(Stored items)
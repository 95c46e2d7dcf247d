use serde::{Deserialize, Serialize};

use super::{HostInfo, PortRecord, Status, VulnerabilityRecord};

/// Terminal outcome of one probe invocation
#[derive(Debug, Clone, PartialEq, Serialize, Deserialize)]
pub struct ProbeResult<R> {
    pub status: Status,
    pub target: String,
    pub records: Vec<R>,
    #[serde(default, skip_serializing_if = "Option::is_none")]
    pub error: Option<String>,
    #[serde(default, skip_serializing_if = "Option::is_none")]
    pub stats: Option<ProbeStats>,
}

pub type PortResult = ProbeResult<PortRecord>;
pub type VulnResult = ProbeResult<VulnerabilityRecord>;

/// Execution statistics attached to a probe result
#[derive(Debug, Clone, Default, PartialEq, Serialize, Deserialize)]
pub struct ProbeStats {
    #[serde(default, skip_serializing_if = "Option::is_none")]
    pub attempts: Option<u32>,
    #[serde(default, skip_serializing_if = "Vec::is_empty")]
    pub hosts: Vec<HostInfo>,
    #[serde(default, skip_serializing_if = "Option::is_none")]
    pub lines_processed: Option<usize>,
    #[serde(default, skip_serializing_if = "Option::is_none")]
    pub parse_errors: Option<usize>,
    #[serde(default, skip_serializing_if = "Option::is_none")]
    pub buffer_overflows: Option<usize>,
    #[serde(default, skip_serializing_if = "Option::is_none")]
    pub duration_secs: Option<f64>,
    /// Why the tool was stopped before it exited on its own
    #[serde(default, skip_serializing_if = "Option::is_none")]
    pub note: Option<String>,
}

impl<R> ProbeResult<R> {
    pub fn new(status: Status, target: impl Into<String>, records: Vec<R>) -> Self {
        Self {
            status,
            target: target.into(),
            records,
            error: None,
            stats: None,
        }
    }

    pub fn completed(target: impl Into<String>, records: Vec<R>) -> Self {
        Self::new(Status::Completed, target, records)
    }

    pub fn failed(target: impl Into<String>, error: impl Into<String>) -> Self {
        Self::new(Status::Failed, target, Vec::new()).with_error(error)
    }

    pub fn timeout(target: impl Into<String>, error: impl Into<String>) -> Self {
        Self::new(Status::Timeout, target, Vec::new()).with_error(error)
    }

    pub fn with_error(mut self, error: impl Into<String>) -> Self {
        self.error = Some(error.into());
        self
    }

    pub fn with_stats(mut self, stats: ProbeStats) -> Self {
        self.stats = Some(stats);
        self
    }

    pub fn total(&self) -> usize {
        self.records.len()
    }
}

__Your instructions__:
Copy each line of the entries in which the string "derive" is found.

__Exercise result__:
#[derive(Debug, Clone, PartialEq, Serialize, Deserialize)]
#[derive(Debug, Clone, Default, PartialEq, Serialize, Deserialize)]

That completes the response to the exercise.